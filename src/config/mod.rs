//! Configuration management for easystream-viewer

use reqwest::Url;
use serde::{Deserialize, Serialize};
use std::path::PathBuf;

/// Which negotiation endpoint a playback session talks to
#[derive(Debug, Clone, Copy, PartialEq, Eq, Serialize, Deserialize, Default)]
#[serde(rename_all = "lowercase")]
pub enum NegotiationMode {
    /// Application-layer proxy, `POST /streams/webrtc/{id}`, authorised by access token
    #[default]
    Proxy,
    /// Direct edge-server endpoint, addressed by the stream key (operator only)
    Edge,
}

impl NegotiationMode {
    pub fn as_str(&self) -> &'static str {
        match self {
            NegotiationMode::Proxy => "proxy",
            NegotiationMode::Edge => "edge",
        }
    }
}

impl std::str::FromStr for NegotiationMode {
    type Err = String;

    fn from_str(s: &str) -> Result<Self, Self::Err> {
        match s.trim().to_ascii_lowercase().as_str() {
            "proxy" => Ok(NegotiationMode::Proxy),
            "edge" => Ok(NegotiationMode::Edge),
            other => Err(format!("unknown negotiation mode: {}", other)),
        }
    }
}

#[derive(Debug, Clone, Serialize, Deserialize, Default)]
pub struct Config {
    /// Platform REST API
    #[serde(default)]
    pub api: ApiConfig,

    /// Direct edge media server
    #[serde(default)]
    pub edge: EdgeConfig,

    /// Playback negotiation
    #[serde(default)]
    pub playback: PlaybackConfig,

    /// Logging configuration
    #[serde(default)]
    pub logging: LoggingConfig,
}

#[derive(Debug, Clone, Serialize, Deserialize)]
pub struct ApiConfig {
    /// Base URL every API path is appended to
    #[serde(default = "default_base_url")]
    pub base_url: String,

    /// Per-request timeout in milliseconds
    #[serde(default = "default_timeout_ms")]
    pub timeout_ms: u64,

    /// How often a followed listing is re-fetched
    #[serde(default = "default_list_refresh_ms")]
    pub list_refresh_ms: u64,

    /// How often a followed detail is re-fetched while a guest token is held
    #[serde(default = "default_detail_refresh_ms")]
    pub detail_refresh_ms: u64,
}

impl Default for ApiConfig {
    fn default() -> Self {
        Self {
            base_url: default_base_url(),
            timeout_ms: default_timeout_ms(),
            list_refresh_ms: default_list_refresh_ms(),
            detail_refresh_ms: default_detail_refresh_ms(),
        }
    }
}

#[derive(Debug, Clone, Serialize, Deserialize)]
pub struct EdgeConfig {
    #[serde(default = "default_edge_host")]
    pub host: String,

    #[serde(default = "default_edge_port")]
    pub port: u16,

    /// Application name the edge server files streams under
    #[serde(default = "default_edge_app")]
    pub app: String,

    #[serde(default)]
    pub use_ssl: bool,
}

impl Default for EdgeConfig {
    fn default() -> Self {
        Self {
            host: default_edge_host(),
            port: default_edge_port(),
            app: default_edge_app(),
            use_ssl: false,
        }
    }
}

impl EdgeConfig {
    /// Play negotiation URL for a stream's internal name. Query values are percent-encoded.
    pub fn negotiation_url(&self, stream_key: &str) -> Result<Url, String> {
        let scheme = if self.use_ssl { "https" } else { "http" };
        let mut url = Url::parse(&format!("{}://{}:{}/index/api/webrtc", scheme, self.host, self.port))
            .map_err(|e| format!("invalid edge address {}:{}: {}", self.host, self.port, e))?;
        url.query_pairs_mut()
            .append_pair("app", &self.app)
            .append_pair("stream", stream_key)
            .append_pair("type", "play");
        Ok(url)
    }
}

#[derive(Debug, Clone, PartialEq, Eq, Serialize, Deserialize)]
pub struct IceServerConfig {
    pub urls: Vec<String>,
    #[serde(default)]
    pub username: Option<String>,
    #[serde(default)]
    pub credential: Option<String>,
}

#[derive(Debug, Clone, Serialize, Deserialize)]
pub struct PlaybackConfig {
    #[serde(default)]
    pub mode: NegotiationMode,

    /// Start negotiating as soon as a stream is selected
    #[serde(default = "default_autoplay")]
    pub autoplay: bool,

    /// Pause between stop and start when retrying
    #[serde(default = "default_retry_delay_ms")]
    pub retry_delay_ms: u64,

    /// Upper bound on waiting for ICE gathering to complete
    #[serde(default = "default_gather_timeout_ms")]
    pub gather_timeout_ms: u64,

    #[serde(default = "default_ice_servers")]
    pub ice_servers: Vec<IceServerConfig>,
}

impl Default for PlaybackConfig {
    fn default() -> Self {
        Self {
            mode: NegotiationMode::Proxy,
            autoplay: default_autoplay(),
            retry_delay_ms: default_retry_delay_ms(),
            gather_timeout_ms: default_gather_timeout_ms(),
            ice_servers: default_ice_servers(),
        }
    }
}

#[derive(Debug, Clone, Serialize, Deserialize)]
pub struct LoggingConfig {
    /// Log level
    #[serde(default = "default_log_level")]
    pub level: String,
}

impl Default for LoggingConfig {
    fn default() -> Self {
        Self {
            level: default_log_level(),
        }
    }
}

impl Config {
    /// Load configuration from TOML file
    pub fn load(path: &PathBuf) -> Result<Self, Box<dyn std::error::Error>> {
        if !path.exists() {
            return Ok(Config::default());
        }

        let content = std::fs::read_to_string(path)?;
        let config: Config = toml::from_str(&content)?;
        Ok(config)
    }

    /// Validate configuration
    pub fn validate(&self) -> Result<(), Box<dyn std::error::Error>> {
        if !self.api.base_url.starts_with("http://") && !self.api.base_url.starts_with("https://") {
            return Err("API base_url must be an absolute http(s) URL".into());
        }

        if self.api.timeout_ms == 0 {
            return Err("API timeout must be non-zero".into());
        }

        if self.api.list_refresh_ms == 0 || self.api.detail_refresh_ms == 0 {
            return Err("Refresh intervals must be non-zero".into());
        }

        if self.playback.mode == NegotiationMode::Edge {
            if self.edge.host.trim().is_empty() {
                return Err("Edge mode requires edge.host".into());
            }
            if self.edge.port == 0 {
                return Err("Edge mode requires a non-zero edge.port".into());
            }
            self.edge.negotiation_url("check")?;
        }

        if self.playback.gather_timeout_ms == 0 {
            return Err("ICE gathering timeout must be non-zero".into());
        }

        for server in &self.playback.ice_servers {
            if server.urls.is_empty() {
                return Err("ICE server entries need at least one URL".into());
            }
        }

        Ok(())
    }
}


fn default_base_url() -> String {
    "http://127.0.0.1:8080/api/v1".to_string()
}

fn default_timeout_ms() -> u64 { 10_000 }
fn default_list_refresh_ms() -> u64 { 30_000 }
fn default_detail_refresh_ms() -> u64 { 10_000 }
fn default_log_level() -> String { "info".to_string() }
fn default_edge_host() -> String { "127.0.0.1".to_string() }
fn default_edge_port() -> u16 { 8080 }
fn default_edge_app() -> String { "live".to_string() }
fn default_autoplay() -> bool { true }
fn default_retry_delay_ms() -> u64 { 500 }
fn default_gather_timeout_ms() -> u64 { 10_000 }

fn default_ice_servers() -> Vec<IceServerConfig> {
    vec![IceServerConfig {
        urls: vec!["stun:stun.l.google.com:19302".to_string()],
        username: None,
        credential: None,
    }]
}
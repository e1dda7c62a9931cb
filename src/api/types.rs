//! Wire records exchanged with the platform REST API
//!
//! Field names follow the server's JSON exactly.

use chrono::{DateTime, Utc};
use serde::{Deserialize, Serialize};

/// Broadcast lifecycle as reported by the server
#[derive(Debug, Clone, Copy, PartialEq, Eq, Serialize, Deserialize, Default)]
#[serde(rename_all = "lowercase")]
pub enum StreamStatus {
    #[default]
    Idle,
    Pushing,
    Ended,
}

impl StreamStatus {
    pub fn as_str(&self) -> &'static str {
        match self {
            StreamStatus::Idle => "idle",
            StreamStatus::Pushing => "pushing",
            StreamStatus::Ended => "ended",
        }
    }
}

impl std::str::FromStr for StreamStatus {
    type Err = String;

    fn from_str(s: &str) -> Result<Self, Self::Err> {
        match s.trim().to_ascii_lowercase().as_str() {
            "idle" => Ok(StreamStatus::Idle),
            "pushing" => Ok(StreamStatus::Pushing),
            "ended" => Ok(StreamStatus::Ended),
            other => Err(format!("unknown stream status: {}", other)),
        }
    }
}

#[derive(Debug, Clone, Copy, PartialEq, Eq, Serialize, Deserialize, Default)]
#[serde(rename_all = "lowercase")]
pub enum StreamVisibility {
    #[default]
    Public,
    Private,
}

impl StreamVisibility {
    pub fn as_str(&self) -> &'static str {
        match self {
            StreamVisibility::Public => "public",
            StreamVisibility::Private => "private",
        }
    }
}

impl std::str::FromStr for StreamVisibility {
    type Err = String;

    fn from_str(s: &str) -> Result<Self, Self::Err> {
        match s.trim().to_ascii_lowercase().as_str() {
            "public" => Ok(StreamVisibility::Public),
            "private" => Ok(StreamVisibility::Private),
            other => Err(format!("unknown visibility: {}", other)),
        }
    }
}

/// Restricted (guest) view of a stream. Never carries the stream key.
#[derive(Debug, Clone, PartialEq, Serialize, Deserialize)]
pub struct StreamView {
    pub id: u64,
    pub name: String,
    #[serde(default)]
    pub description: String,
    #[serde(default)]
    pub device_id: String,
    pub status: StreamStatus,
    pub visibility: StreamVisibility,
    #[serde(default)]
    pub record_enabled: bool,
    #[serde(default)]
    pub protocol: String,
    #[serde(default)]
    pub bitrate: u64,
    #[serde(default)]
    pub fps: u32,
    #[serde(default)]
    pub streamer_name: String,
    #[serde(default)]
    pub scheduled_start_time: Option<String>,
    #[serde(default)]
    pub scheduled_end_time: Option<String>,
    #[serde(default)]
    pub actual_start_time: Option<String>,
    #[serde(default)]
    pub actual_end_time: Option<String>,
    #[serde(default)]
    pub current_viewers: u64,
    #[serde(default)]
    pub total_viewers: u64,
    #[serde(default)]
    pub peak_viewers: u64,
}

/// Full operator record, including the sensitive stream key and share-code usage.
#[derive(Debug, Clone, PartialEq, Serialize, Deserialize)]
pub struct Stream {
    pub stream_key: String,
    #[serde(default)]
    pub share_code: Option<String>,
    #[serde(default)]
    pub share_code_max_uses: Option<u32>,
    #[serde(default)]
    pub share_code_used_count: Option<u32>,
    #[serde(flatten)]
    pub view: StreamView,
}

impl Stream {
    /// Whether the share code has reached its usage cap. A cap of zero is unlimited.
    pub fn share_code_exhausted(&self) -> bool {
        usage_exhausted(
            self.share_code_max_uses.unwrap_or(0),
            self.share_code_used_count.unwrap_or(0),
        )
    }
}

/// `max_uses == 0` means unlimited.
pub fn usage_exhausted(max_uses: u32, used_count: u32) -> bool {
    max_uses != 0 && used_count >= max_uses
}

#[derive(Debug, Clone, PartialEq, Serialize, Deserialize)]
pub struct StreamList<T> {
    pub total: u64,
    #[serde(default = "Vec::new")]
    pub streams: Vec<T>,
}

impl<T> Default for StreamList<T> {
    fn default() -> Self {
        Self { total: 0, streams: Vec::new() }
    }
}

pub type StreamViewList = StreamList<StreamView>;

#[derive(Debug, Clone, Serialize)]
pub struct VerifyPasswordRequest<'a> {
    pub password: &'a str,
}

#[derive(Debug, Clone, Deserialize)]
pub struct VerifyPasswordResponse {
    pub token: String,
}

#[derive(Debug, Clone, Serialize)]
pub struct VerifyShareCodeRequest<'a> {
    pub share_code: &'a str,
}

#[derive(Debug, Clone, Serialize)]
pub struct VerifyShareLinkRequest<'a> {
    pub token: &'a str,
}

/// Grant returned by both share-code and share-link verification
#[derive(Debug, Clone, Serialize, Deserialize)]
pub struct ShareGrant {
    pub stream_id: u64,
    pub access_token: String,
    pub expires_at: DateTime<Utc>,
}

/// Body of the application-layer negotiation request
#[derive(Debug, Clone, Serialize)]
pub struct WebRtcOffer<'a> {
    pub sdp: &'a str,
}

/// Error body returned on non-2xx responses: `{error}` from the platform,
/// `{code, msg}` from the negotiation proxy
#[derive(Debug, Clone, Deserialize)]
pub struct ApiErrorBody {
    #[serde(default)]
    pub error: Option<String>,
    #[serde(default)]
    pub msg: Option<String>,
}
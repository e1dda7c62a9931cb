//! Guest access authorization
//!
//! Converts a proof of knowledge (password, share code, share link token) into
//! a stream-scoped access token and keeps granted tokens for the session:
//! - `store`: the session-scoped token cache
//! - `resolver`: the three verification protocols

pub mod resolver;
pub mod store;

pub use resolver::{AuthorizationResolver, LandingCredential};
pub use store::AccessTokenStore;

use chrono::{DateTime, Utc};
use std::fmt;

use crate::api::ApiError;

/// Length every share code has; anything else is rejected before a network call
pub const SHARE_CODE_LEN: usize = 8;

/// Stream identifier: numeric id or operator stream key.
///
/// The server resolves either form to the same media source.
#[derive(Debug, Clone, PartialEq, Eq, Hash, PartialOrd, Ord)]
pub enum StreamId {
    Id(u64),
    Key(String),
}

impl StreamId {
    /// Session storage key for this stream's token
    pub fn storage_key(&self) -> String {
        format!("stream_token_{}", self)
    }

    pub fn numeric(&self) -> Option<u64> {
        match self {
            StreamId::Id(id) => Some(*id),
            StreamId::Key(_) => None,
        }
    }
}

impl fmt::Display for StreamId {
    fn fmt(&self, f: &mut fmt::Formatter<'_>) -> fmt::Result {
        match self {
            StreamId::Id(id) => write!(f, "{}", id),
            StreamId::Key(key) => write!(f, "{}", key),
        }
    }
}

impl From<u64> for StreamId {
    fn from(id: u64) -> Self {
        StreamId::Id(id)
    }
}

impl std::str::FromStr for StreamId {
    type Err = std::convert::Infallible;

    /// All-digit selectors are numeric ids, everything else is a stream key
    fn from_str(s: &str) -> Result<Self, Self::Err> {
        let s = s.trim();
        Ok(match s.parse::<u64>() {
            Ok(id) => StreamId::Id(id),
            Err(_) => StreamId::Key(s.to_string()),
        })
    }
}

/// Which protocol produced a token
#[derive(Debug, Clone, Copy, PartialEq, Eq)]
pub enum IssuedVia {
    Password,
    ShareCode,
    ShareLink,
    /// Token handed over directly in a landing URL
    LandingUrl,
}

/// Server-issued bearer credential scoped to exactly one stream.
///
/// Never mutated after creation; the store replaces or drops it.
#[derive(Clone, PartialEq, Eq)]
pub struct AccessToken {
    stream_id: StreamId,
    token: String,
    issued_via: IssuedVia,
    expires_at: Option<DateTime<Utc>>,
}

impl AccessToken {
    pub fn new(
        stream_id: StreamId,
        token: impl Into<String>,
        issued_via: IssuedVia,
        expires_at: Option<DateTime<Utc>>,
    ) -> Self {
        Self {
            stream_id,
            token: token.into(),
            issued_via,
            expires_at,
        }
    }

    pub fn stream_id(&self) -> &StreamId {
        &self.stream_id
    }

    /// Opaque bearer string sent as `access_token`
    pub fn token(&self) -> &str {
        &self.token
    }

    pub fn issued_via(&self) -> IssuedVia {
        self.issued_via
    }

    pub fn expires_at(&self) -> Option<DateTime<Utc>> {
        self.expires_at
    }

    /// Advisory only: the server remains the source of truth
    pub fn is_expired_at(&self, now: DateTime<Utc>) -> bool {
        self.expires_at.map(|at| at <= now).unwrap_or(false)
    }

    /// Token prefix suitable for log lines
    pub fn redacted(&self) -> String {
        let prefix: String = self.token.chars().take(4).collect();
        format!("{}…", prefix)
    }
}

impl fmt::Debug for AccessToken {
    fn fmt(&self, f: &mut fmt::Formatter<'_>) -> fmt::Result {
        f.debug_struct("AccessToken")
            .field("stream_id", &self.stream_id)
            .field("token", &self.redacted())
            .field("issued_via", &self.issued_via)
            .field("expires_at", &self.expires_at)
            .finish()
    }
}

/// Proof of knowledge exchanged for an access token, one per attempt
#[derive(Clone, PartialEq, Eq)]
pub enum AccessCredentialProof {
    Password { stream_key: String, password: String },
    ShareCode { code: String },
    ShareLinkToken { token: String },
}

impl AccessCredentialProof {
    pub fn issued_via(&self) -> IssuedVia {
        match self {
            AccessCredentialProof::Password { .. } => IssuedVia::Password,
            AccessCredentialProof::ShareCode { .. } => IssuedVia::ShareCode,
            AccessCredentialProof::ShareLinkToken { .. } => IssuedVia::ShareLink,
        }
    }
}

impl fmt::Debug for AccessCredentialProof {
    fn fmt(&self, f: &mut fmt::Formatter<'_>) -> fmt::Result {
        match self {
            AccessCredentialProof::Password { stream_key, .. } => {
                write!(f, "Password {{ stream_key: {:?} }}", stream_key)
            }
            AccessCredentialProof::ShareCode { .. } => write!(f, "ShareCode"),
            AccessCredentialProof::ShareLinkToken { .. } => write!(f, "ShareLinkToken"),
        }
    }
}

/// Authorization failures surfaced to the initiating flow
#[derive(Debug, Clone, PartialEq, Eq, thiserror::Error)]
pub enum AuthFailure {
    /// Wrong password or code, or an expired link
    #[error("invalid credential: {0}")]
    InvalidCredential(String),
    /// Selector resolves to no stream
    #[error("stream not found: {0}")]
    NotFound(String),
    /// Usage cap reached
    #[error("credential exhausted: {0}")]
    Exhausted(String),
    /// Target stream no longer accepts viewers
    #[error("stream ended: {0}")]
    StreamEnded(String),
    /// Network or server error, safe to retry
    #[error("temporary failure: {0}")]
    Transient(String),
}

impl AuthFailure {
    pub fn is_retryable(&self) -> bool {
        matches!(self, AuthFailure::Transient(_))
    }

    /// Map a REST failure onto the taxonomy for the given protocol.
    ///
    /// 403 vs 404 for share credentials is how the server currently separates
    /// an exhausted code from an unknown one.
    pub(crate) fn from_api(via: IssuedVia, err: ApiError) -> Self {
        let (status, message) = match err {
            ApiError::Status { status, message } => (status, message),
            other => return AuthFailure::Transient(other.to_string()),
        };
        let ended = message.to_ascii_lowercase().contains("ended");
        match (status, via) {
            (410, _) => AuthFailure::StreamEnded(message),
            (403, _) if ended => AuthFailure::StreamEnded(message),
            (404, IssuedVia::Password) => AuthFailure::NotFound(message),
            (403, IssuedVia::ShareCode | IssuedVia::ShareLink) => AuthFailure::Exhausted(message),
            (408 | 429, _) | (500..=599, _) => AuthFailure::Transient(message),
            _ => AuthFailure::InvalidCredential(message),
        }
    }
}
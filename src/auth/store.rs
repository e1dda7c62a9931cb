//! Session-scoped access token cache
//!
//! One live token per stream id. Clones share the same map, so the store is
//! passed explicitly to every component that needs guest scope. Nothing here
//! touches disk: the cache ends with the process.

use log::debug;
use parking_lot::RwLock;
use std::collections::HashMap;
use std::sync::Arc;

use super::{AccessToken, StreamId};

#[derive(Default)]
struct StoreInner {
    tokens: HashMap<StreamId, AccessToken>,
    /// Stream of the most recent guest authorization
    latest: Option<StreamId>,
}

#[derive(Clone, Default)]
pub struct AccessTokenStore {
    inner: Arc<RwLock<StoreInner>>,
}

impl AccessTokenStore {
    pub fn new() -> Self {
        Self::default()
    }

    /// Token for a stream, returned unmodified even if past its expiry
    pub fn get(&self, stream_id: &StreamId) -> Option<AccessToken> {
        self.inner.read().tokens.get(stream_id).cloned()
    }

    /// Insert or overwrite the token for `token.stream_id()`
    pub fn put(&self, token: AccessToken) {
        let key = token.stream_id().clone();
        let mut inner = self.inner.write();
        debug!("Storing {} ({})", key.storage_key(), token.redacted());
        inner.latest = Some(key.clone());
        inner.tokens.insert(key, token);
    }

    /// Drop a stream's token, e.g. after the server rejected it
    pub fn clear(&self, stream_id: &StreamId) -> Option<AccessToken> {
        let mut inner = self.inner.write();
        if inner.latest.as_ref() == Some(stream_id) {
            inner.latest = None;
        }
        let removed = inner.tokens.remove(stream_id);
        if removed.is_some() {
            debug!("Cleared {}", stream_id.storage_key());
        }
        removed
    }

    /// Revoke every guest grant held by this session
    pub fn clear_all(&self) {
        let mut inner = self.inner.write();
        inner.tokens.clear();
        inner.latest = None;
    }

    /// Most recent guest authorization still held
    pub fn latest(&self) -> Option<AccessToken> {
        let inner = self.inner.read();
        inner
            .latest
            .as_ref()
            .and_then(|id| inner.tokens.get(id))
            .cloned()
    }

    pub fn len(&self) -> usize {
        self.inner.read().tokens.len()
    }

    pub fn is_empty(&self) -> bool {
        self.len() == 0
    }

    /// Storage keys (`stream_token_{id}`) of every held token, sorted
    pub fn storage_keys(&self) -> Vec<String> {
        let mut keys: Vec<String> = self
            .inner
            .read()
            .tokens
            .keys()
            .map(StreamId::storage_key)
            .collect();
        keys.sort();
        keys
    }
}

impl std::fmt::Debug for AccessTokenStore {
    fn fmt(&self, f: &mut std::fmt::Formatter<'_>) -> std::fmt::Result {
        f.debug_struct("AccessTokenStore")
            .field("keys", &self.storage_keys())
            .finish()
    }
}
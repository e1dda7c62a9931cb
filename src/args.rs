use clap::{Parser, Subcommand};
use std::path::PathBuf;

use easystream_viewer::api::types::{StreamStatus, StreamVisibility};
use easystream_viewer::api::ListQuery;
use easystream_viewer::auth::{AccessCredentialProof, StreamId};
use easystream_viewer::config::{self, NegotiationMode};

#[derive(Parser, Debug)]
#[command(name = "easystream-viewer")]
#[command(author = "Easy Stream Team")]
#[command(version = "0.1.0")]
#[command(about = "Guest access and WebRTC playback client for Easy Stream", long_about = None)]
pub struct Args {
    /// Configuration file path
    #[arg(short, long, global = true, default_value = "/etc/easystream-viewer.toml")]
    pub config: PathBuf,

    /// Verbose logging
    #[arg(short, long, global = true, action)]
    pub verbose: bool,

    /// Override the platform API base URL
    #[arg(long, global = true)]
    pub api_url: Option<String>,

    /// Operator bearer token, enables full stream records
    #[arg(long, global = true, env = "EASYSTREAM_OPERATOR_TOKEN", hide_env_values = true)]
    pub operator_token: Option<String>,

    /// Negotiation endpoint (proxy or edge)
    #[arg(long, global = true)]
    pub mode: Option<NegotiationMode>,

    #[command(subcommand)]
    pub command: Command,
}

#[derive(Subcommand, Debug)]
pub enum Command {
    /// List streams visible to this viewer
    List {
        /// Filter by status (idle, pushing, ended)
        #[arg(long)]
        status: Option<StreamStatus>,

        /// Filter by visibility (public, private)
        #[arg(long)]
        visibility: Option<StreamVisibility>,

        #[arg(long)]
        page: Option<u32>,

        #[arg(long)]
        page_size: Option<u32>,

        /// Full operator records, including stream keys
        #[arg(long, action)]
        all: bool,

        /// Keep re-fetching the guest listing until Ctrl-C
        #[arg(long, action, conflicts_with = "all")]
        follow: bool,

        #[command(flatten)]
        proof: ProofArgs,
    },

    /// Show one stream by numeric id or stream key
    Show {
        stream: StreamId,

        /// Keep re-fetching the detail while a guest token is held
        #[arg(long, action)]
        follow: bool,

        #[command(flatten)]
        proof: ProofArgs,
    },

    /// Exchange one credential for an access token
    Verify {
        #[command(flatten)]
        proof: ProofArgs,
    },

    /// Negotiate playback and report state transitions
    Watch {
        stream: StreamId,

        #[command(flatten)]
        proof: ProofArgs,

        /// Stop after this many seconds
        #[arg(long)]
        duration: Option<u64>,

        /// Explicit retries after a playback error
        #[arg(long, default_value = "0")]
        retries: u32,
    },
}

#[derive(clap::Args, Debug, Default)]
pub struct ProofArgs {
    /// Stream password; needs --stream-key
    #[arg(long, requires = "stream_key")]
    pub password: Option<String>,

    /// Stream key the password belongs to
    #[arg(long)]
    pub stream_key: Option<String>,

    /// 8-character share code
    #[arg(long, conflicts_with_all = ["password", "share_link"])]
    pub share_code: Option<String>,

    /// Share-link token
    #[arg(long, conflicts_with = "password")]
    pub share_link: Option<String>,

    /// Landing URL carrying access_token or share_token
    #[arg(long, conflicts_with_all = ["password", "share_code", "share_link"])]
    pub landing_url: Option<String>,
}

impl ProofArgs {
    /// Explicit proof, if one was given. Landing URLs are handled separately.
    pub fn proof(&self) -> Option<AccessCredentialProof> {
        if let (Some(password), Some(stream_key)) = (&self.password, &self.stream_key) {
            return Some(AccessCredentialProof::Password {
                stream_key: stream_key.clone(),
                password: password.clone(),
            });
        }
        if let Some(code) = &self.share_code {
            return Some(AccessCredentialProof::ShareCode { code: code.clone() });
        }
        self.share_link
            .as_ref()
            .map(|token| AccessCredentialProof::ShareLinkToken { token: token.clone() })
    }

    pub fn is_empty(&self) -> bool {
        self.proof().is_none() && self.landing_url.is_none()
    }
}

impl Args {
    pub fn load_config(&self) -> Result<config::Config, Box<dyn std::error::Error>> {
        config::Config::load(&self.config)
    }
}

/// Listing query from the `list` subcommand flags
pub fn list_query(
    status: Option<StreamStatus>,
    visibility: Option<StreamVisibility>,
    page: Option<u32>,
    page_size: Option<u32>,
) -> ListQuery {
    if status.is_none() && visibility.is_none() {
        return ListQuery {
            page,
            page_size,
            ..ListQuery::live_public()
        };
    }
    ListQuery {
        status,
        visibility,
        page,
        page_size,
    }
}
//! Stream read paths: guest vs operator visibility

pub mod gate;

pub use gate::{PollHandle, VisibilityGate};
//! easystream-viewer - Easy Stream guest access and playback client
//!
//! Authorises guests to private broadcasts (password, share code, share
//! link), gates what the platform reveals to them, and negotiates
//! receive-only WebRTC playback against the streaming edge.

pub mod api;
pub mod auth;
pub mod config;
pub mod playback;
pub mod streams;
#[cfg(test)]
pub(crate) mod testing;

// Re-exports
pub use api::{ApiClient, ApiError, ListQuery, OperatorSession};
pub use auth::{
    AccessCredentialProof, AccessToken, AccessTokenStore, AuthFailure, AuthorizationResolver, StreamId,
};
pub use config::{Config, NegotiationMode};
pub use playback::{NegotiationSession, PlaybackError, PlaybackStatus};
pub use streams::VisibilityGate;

•••••

What is needed is every line from the beginning of the data up to and including the line with "pub enum NegotiationMode", given again word for word.

filename src/config/mod.rs
//! Configuration management for easystream-viewer

use reqwest::Url;
use serde::{Deserialize, Serialize};
use std::path::PathBuf;

/// Which negotiation endpoint a playback session talks to
#[derive(Debug, Clone, Copy, PartialEq, Eq, Serialize, Deserialize, Default)]
#[serde(rename_all = "lowercase")]
pub enum NegotiationMode {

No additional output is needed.